Causing on that middle...
Or poised that-da-da-da-da-da-da-da-da.
Yeah, exactly.
And the modernization of that, which brings us back to our song,
back to your song, back to Modan Philly,
is there's a longer Deep dive
we'll do another day about all of these rhythms,
but Chuck Brown famously the DMV,
the go-go version of this,
of that same song,
you can hear how it becomes updated
and helps influence New Jack Swing
with his cover of It Don't Mean a Thing
if it ain't got that swing from 1986.
Hey.
Yeah, you can't have swing without that bounce.
Without that bounce.
Like, that's the bounce.
That's what swing is.
It's that bounce.
And a lot of that has, even that Chuck Brown record, you know, it takes me back to not me.
I would live back then, but just listening to like a lot of the speakeasy music that a lot of us black folks.
You know, our grandmas or your grandpa used to go to and, you know, they used to drink alcohol from a jug.
From the tub.
Yeah, you know what I'm saying?
And all of that.
used to have these places where even the tempo was kind of similar in the sense where, you know,
the ladies used to wear their skirts and they used to do their little sashet up on their man.
Yeah, yeah, yeah.
It was fly back then, too.
Absolutely.
The Motown Philly, it's just the embedded in this song, there's the Motown Philly that you were explaining.
But there is also this black tradition, this jazz tradition, this Harlem tradition.
Because of that swing, it takes us all the way back to Duke Ellington and the 30s into the modern day.
Yeah.
If it doesn't make you do this, it doesn't.
It don't have that bounce.
It's got to have that bounce.
Don't mean a swing if they ain't got that.
It doesn't mean a thing.
It ain't got that swing.
That's it.
Let's get back into the stems.
And that go-go beat makes its appearance
even more explicitly with this sound.
This is, I'll play it for you,
then I'll explain what it is.
Yeah.
I'll give you some context.
Yeah.
So we're really explicitly getting that swinging 16th note.
That's the go-go,
which is the name of the instrument.
Have you ever seen the double bell,
the percussion.
I thought it was a cowbell.
It's a double bell.
It's a double bell.
One's a little higher
than the other one.
So that's the agogo.
Yeah.
And then the entire beat
all together.
And that last element in there
is, of course,
a very famous break beat.
The funky drummer.
It's the funky drummer breakbeat
with, I think,
an 808 kick just boom
on the downbeat.
Yes.
That's Dallas Austin.
Putting it all together,
very bomb squad style.
Very bomb squad style.
And all those elements
back then is what,
made music sound so rich and full
because it wasn't just a high hat,
a snare, and a kick.
That's fine,
depending on what you're trying to do.
But it's those elements,
the percussive bells,
the cowbells, if you will,
and those samples and stuff like that.
It made it hip
because it's those elements
that kids back then
could relate to and hear and go,
oh, you know, that type of thing.
That's why we called it fat.
You know what I mean?
Right, right.
It was fat.
It was fat.

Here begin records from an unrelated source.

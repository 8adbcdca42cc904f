use crate::{
    domain::{
        effects::{Effect, Notification, ScheduledTask},
        global_state::GlobalState,
        ids::{is_local_message_id, ChatId, MessageId, ThreadId, MAIN_THREAD_ID},
        message::{Message, MessageUpdate},
        thread::{Draft, ThreadParam, TypingStatus},
        topic::TopicPatch,
    },
    state::{
        reducers::{
            chats::{
                add_unread_mentions, modify_chat, remove_unread_mentions, update_unread_reactions,
            },
            messages::{add_message, update_message},
            threads::replace_thread_param,
            topics::update_topic,
        },
        selectors::{
            select_chat, select_chat_messages, select_common_box_chat_id, select_draft,
            select_topic_from_message, select_typing_status,
        },
    },
};

use super::{DispatcherConfig, UpdateOutcome};

pub(super) fn on_typing_status(
    global: &GlobalState,
    chat_id: ChatId,
    thread_id: Option<ThreadId>,
    typing_status: Option<TypingStatus>,
    config: &DispatcherConfig,
) -> UpdateOutcome {
    let thread_id = thread_id.unwrap_or(MAIN_THREAD_ID);
    if typing_status.is_none() && select_typing_status(global, chat_id, thread_id).is_none() {
        return UpdateOutcome::no_change();
    }

    let expiry = typing_status.as_ref().map(|status| Effect::Schedule {
        delay_ms: config.typing_status_clear_delay_ms,
        task: ScheduledTask::ClearTypingStatus {
            chat_id,
            thread_id,
            timestamp: status.timestamp,
        },
    });

    let next = replace_thread_param(
        global.clone(),
        chat_id,
        thread_id,
        ThreadParam::TypingStatus(typing_status),
    );

    UpdateOutcome::changed(next).with_effects(expiry)
}

/// Stores the message and, unless the local user sent it live, bumps the unread
/// counters and asks for a notification.
pub(super) fn on_new_message(
    global: &GlobalState,
    chat_id: ChatId,
    message_id: MessageId,
    mut message: Message,
) -> UpdateOutcome {
    let Some(chat) = select_chat(global, chat_id) else {
        return UpdateOutcome::no_change();
    };
    let chat = chat.clone();

    message.id = message_id;
    message.chat_id = chat_id;
    let mut next = add_message(global.clone(), message.clone());

    let is_own_live_message =
        message.sender_id == global.current_user_id && !message.is_from_scheduled;
    // Client-built service messages never count, even before the local user id is known.
    if is_own_live_message || is_local_message_id(message_id) {
        return UpdateOutcome::changed(next);
    }

    next = modify_chat(next, chat_id, |chat| {
        chat.unread_count = chat.unread_count.saturating_add(1);
    });

    if message_id != 0 && message.has_unread_mention {
        next = add_unread_mentions(next, chat_id, &[message_id], true);
    }

    if chat.is_forum {
        if let Some(topic) = select_topic_from_message(&next, &message) {
            let (topic_id, unread_count) = (topic.id, topic.unread_count);
            next = update_topic(
                next,
                chat_id,
                topic_id,
                TopicPatch {
                    unread_count: Some(unread_count.saturating_add(1)),
                    ..TopicPatch::default()
                },
            );
        }
    }

    let notification = Effect::Notify(Notification::AboutMessage {
        chat: Box::new(chat),
        message: Box::new(message),
    });

    UpdateOutcome::changed(next).with_effects([notification])
}

/// Batch field update for messages of one channel (`channel_id`) or of the common
/// message box (`None`, chat resolved per message).
pub(super) fn on_messages_update(
    global: &GlobalState,
    channel_id: Option<ChatId>,
    ids: &[MessageId],
    message_update: &MessageUpdate,
) -> UpdateOutcome {
    let mut next = global.clone();
    let mut touched = false;

    for &id in ids {
        let Some(chat_id) = channel_id.or_else(|| select_common_box_chat_id(&next, id)) else {
            continue;
        };
        let Some(chat) = select_chat(&next, chat_id) else {
            continue;
        };
        let (unread_reactions_count, unread_mentions_count) =
            (chat.unread_reactions_count, chat.unread_mentions_count);
        let has_listed_mention = chat.unread_mentions.contains(&id);

        if let Some(reactions) = &message_update.reactions {
            if unread_reactions_count > 0 && !reactions.has_unread_foreign() {
                let remaining = chat
                    .unread_reactions
                    .iter()
                    .copied()
                    .filter(|reaction_id| *reaction_id != id)
                    .collect();
                next = update_unread_reactions(
                    next,
                    chat_id,
                    unread_reactions_count.saturating_sub(1),
                    remaining,
                );
                touched = true;
            }
        }

        if !message_update.has_unread_mention && unread_mentions_count > 0 && has_listed_mention {
            next = remove_unread_mentions(next, chat_id, &[id], true);
            touched = true;
        }

        let is_loaded =
            select_chat_messages(&next, chat_id).is_some_and(|messages| messages.contains_key(&id));
        if is_loaded {
            next = update_message(next, chat_id, id, message_update);
            touched = true;
        }
    }

    if !touched {
        return UpdateOutcome::no_change();
    }

    UpdateOutcome::changed(next)
}

pub(super) fn on_draft(
    global: &GlobalState,
    chat_id: ChatId,
    thread_id: Option<ThreadId>,
    draft: Option<Draft>,
) -> UpdateOutcome {
    if select_chat(global, chat_id).is_none() {
        return UpdateOutcome::no_change();
    }

    let thread_id = thread_id.unwrap_or(MAIN_THREAD_ID);
    let kept_effect_id =
        select_draft(global, chat_id, thread_id).and_then(|current| current.effect_id.clone());
    let draft = draft.map(|mut draft| {
        if draft.effect_id.is_none() {
            draft.effect_id = kept_effect_id;
        }
        draft
    });
    let draft_date = draft.as_ref().and_then(|draft| draft.date);

    let next = replace_thread_param(
        global.clone(),
        chat_id,
        thread_id,
        ThreadParam::Draft(draft),
    );
    let next = modify_chat(next, chat_id, |chat| chat.draft_date = draft_date);

    UpdateOutcome::changed(next)
}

It was had a lot of meat on it.
It was fat.
The inclusion of the sample gives it great
because you're literally using a sample
so it has embedded in it
a little bit of the vinyl sound.
Yes.
You can tell it's from something older
but mixed with something newer.
We were the elements that cleaned all of that up
vocally.
Because we were a,
A contrast.
Yes, we were the contrast.
And that's where the not too hard, not too soft came from.
The fact that you heard the beat and you couldn't deny it to beat when it kicks in.
It's hard.
But then we're singing.
You're smooth, smooth.
You know what I'm saying to it?
So that was the, I guess, the beautiful dichotomy of what they need.
That's kind of the 100%.
In a way, there's a little bit of the, not thinking, as I'm thinking about, there's a little bit of Motown, Philly in that as well.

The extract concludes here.